What you will do
From the records below, give the number of lines that include the word "task". Add no other words.

Dataset extract
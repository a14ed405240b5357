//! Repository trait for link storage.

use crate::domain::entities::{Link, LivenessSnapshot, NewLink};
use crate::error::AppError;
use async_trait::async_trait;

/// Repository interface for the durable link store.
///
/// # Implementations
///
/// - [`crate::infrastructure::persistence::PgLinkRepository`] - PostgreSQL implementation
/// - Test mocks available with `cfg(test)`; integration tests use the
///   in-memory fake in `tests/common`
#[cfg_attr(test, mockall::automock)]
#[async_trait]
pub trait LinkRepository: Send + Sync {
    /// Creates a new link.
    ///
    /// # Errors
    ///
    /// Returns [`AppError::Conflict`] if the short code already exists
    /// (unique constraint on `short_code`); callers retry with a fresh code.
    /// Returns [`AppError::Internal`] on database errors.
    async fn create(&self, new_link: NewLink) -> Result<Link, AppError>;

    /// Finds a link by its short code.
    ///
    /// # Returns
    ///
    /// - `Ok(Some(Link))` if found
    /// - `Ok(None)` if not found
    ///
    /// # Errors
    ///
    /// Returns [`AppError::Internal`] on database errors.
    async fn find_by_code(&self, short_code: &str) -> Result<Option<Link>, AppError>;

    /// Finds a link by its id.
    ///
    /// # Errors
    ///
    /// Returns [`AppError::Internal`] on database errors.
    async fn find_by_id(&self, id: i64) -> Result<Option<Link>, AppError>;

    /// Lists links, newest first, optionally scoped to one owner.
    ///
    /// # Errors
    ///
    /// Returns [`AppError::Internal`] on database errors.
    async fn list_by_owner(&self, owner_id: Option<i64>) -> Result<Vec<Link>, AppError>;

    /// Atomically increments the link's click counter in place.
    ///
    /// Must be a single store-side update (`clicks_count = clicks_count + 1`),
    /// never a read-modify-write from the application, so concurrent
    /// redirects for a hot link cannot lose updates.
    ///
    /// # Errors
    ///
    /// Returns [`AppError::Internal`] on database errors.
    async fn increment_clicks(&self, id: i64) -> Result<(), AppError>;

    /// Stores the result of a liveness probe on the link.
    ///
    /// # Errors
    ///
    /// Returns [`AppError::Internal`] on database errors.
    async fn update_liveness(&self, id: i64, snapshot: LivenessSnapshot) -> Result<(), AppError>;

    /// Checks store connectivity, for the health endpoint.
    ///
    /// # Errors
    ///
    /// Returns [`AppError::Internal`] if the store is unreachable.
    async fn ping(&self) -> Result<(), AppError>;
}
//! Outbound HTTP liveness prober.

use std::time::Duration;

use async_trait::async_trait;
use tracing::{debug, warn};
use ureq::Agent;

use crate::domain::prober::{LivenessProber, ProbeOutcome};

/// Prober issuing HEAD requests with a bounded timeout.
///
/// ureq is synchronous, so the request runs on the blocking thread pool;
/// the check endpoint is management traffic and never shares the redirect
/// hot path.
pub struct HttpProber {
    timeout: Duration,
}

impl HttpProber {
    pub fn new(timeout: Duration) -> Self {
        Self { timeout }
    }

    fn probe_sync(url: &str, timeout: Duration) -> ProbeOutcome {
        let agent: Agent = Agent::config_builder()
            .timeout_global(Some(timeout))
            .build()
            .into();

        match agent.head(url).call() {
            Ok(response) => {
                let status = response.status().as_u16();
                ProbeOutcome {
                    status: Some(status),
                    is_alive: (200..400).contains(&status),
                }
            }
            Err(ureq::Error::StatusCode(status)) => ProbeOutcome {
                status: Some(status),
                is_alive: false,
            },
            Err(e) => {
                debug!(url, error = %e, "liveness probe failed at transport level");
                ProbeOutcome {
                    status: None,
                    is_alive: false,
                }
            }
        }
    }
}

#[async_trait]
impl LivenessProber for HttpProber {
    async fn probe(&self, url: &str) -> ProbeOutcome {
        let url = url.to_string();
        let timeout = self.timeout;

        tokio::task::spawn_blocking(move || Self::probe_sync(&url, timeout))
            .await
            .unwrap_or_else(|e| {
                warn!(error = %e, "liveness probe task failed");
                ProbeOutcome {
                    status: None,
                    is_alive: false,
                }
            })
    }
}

Exercise answer
2